2007-05-20, 10:13 pm

On Thu, 17 May 2007 21:43:38 -0700, Ryan Dary <iecc@ryandary.com>
wrote:

>Take a look at this source code, ...
>
>Sub do_something_else( byRef i As Integer )
> i = i * 10
>End Sub
>
>Function do_something( i As Integer ) As Integer
> Dim a As Integer = i + 10
> do_something_else i
> Return a * 5
>End Function
>
>My understanding of the syntax tree is that I'm not supposed to be
>worried about the "meaning" of the code, but rather the "structure" of
>the code. So, I'm not building a symbol tree at this phase... the
>problem with that seems to be that I'm unable to make heads or tails
>of the lines of code within the function declaration. For instance,
>as I parse the Dim statement (which is used to declare a variable), I
>am able to parse the components "Dim a As Integer = <exp>" where the
><exp> (expression) seems to be impossible to really parse without
>having a symbol table thus far in the parsing. I wouldn't know if "i"
>is a variable or a function or a constant, because I don't have any
>way of looking it up in a symbol table. So, should I be building the
>symbol table as I'm parsing the syntax tree from the tokens?

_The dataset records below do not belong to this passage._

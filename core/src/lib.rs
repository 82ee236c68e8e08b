pub mod batch;
pub mod config;
pub mod converter;
pub mod error;
pub mod events;
pub mod executor;
pub mod extractor;
pub mod history;
pub mod job;
pub mod playlist;
pub mod progress;
pub mod quality;
pub mod queue;
pub mod rate_limiter;
pub mod retry;
pub mod scheduler;
pub mod source;
pub mod utils;
pub mod ytdlp;

pub use batch::{Batch, BatchId, BatchKind, BatchProgress, BatchStatus};
pub use config::{EngineConfig, StopPolicy};
pub use converter::*;
pub use error::{BackendError, EngineError, ErrorKind, JobError, Result, TranscodeError};
pub use events::{QueueEvent, Subscription};
pub use extractor::*;
pub use history::{HistoryRecord, HistoryStore};
pub use job::{DownloadType, Job, JobId, JobProgress, JobState, Stage, TrimWindow};
pub use quality::*;
pub use queue::{QueueSnapshot, ResumeMode};
pub use rate_limiter::RateLimiter;
pub use retry::RetryPolicy;
pub use source::{DownloadOptions, PlaylistRange, Source, SourceDescriptor};
pub use utils::*;
pub use ytdlp::YtDlpBackend;

use parking_lot::Mutex;
use std::path::{Path, PathBuf};
use std::sync::Arc;
use tokio::task::JoinHandle;
use tokio_util::sync::CancellationToken;
use tracing::{debug, info};

use crate::executor::ExecutorContext;
use crate::playlist::PlaylistExpander;
use crate::queue::QueueManager;
use crate::scheduler::Scheduler;

#[derive(Default)]
struct Lifecycle {
    scheduler: Option<(JoinHandle<()>, CancellationToken)>,
    expansions: Vec<JoinHandle<()>>,
    stopped: bool,
}

/// Download orchestration engine.
///
/// Owns the queue, the rate limiter and the worker pool. Jobs may be
/// submitted before `start`; nothing is dispatched until then.
pub struct Engine {
    config: Arc<EngineConfig>,
    queue: Arc<QueueManager>,
    limiter: Arc<RateLimiter>,
    backend: Arc<dyn ExtractionBackend>,
    transcoder: Arc<dyn MediaTranscoder>,
    lifecycle: Mutex<Lifecycle>,
}

impl Engine {
    pub fn new(
        config: EngineConfig,
        backend: Arc<dyn ExtractionBackend>,
        transcoder: Arc<dyn MediaTranscoder>,
    ) -> Result<Self> {
        let config = config.normalized();
        let history = match &config.history_path {
            Some(path) => HistoryStore::open(path)?,
            None => HistoryStore::in_memory(),
        };
        let queue = QueueManager::new(config.observer_capacity, Arc::new(history));
        let limiter = RateLimiter::for_chunks(config.rate_limit_bytes_per_sec, config.chunk_size);

        Ok(Self {
            config: Arc::new(config),
            queue: Arc::new(queue),
            limiter: Arc::new(limiter),
            backend,
            transcoder,
            lifecycle: Mutex::new(Lifecycle::default()),
        })
    }

    /// Engine backed by the `yt-dlp` and `ffmpeg` executables.
    pub fn with_defaults(config: EngineConfig) -> Result<Self> {
        let backend = Arc::new(YtDlpBackend::from_config(&config));
        let transcoder = Arc::new(FfmpegTranscoder::new(&config.ffmpeg_path));
        Self::new(config, backend, transcoder)
    }

    pub fn config(&self) -> &EngineConfig {
        &self.config
    }

    /// Start dispatching. Must be called from within a tokio runtime.
    pub fn start(&self) -> Result<()> {
        let mut lifecycle = self.lifecycle.lock();
        if lifecycle.stopped {
            return Err(EngineError::EngineStopped);
        }
        if lifecycle.scheduler.is_some() {
            return Ok(());
        }

        let scheduler = Scheduler::new(ExecutorContext {
            queue: self.queue.clone(),
            backend: self.backend.clone(),
            transcoder: self.transcoder.clone(),
            limiter: self.limiter.clone(),
            config: self.config.clone(),
            finalize_lock: Arc::new(tokio::sync::Mutex::new(())),
        });
        let shutdown = scheduler.shutdown_token();
        lifecycle.scheduler = Some((scheduler.spawn(), shutdown));
        info!(
            "Engine started: {} slots, rate limit {}",
            self.config.max_concurrent,
            self.limiter
                .rate()
                .map_or_else(|| "unlimited".to_string(), |r| format_speed(r as f64))
        );
        Ok(())
    }

    /// Cancel everything pending, then let active jobs finish or cancel them
    /// according to the stop policy, and release the worker slots.
    pub async fn stop(&self) {
        let (scheduler, expansions) = {
            let mut lifecycle = self.lifecycle.lock();
            if lifecycle.stopped {
                return;
            }
            lifecycle.stopped = true;
            (
                lifecycle.scheduler.take(),
                std::mem::take(&mut lifecycle.expansions),
            )
        };
        info!("Stopping engine ({:?})", self.config.stop_policy);

        let active = self.queue.close().await;
        if self.config.stop_policy == StopPolicy::ForceCancel {
            for (id, control) in &active {
                debug!("Cancelling job {} for shutdown", id);
                control.cancel.cancel();
            }
        }
        self.queue.wait_idle().await;

        if let Some((handle, shutdown)) = scheduler {
            shutdown.cancel();
            let _ = handle.await;
        }
        for expansion in expansions {
            let _ = expansion.await;
        }
        self.remove_scratch_dirs().await;
        self.queue.close_events();
        info!("Engine stopped");
    }

    /// Remove the partial-file directories once no executor can write to them.
    /// Directories still holding files (paused downloads) are left alone.
    async fn remove_scratch_dirs(&self) {
        let mut dirs: Vec<PathBuf> = self
            .queue
            .snapshot()
            .jobs
            .iter()
            .map(|job| self.config.temp_dir(&job.output_dir))
            .collect();
        dirs.push(self.config.temp_dir(&self.config.output_dir));
        dirs.sort();
        dirs.dedup();
        for dir in dirs {
            match tokio::fs::remove_dir(&dir).await {
                Ok(()) => debug!("Removed {:?}", dir),
                Err(e) => debug!("Keeping {:?}: {}", dir, e),
            }
        }
    }

    /// Validate a descriptor and create its batch. Playlists are expanded in
    /// the background; their jobs appear as the listing is processed.
    pub fn submit(&self, descriptor: SourceDescriptor) -> Result<BatchId> {
        descriptor.validate()?;
        if self.lifecycle.lock().stopped {
            return Err(EngineError::EngineStopped);
        }

        let request = descriptor.job_request(&self.config);
        let batch = Batch::new(descriptor.source.batch_kind(), descriptor.source.label());
        let batch_id = batch.id;
        let expansion = self.queue.open_batch(batch)?;

        match &descriptor.source {
            Source::Playlist(url) => {
                let expander = PlaylistExpander::new(
                    self.queue.clone(),
                    self.backend.clone(),
                    self.config.retry_policy(),
                    self.config.resolve_timeout(),
                );
                let handle = tokio::spawn(expander.expand(
                    batch_id,
                    url.trim().to_string(),
                    request,
                    descriptor.options.playlist_range,
                    expansion,
                ));
                let mut lifecycle = self.lifecycle.lock();
                lifecycle.expansions.retain(|h| !h.is_finished());
                lifecycle.expansions.push(handle);
            }
            Source::Video(_) | Source::UrlList(_) => {
                let jobs = descriptor
                    .direct_urls()
                    .into_iter()
                    .map(|url| Job::new(batch_id, url, &request))
                    .collect();
                self.queue.add_jobs(jobs)?;
            }
        }

        info!("Submitted batch {} ({})", batch_id, descriptor.source.label());
        Ok(batch_id)
    }

    pub async fn cancel_job(&self, id: JobId) -> Result<JobState> {
        self.queue.cancel_job(id).await
    }

    pub async fn cancel_batch(&self, id: BatchId) -> Result<usize> {
        self.queue.cancel_batch(id).await
    }

    pub async fn pause(&self, id: JobId) -> Result<ResumeMode> {
        self.queue.pause(id).await
    }

    pub fn resume(&self, id: JobId) -> Result<ResumeMode> {
        self.queue.resume(id)
    }

    /// Returns `false` when the job was already dispatched.
    pub fn reorder(&self, id: JobId, position: usize) -> Result<bool> {
        self.queue.reorder(id, position)
    }

    pub fn subscribe(&self) -> Subscription {
        self.queue.subscribe()
    }

    pub fn snapshot(&self) -> QueueSnapshot {
        self.queue.snapshot()
    }

    pub fn job(&self, id: JobId) -> Option<Job> {
        self.queue.job(id)
    }

    pub fn batch(&self, id: BatchId) -> Option<Batch> {
        self.queue.batch(id)
    }

    pub fn batch_progress(&self, id: BatchId) -> Option<BatchProgress> {
        self.queue.batch_progress(id)
    }

    pub async fn wait_for_batch(&self, id: BatchId) -> Result<BatchProgress> {
        self.queue.wait_for_batch(id).await
    }

    /// Remove finished jobs from the queue. History keeps them.
    pub fn purge_terminal(&self) -> usize {
        self.queue.purge_terminal()
    }

    pub fn history(&self) -> Vec<HistoryRecord> {
        self.queue.history().records()
    }

    pub fn purge_history(&self) -> Result<()> {
        self.queue.history().clear()
    }

    pub fn export_history(&self, dest: &Path) -> Result<usize> {
        self.queue.history().export(dest)
    }

    /// Metadata lookup without queueing anything.
    pub async fn resolve_info(&self, url: &str) -> std::result::Result<Metadata, BackendError> {
        self.backend.resolve_metadata(url).await
    }

    /// Qualities a single item offers.
    pub async fn available_qualities(
        &self,
        url: &str,
    ) -> std::result::Result<QualityOptions, BackendError> {
        match self.backend.resolve_metadata(url).await? {
            Metadata::Video(info) => Ok(analyze_available_qualities(&info)),
            Metadata::Playlist(list) => Err(BackendError::Unsupported(format!(
                "{} is a playlist; pick one of its items",
                list.title
            ))),
        }
    }
}

impl Drop for Engine {
    fn drop(&mut self) {
        let lifecycle = self.lifecycle.get_mut();
        if let Some((_, shutdown)) = &lifecycle.scheduler {
            shutdown.cancel();
        }
        for expansion in &lifecycle.expansions {
            expansion.abort();
        }
    }
}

Strictly speaking, it is never *necessary* to build a symbol table
while parsing - it can always be done by a separate pass (or passes)
through the syntax tree. However, as a practical matter, there are
languages like C for which parsing is very difficult to perform
without the symbol information - it can be done but the result is very
messy and the work to disambiguate everything is more trouble than it
is worth. Regardless of the language, constructing the symbol table
as early as possible saves work later.


That said ... a VB like syntax is easy enough that you really could
leave symbol processing until later if you wanted to. While parsing
you only need to know the context in which the identifier is used -
declaration, expression, function argument, etc. You structure your
syntax tree to record the context but you leave the identifier
references generic.

Assuming your parser recognizes keywords for built-in types - and
without going into too much detail - your syntax tree might initially
look something like:

(program
(proc
( (id "do_something_else")
(params (id "i" (type (ref integer)))) )
(code
(expr (op =
(expr (id "i"))
(expr (op * (id "i") (const 10))))) ))

(func
( (id "do_something")
(type integer)
(params (id "i" (type integer)) )
(vars
(id "a"
(type array
(type integer)
(dim (expr (op + (id "i") (const 10)))) )))
(code
(call (id "do_something_else")
(args (expr (id "i"))))
(return (expr (op * (id "a") (const 5)))) ))
:
)

Since user types like records are constructed from built-in types or
recursively from previously declared user types, it is sufficient for
the parser to recognize the built-ins.

Then you walk the syntax tree, constructing your type and symbol
tables(s) as you determine what the identifiers mean. During this
pass you can check the code for undeclared and duplicate identifiers,
unfinished forward declarations, etc. If the language syntax requires
all symbols be declared before use then you can also perform some
usage checking in this pass. If your language allows identifiers to
be referenced before they are declared (e.g., function names) then
you'll have to wait until the entire symbol table is constructed
before checking usage.

Once your types and symbols are defined, you can rewrite the code
parts of the tree so the generic ID references point directly to the
symbol table entries.

Hope this helps.
George
Karsten Nyblad

2007-05-20, 10:13 pm

Ryan Dary wrote:
> Take a look at this source code, and then I'll explain some problems
> that I'm having...
>
>
> Sub do_something_else( byRef i As Integer )
> i = i * 10
> End Sub
>
> Function do_something( i As Integer ) As Integer
> Dim a As Integer = i + 10
> do_something_else i
> Return a * 5
> End Function
>
>
> My understanding of the syntax tree is that I'm not supposed to be
> worried about the "meaning" of the code, but rather the "structure" of
> the code. So, I'm not building a symbol tree at this phase... the
> problem with that seems to be that I'm unable to make heads or tails
> of the lines of code within the function declaration. For instance,
> as I parse the Dim statement (which is used to declare a variable), I
> am able to parse the components "Dim a As Integer = <exp>" where the
> <exp> (expression) seems to be impossible to really parse without
> having a symbol table thus far in the parsing. I wouldn't know if "i"
> is a variable or a function or a constant, because I don't have any
> way of looking it up in a symbol table. So, should I be building the
> symbol table as I'm parsing the syntax tree from the tokens?
>
> So, hopefully, my nonsense explanation of my problem will make sense to
> someone who can shed some light on my question. Thanks in advance.
>
> - Ryan Dary


There is no such things as a fixed set of rules for how to design a
compiler. The design will always be influenced by the language being
compiled, and a design that will be fine for compiling one language
might be clumsy for compiling a different language. You can build the
symbol table currently with building the syntax tree, if you want to.
That is the normal way of doing it in C and C++ compilers, because those
languages are very difficult to parse without knowing if an identifier
is a type or something else. Many of us would do it anyway, because we
do not want the trouble of analyzing the tree an extra time.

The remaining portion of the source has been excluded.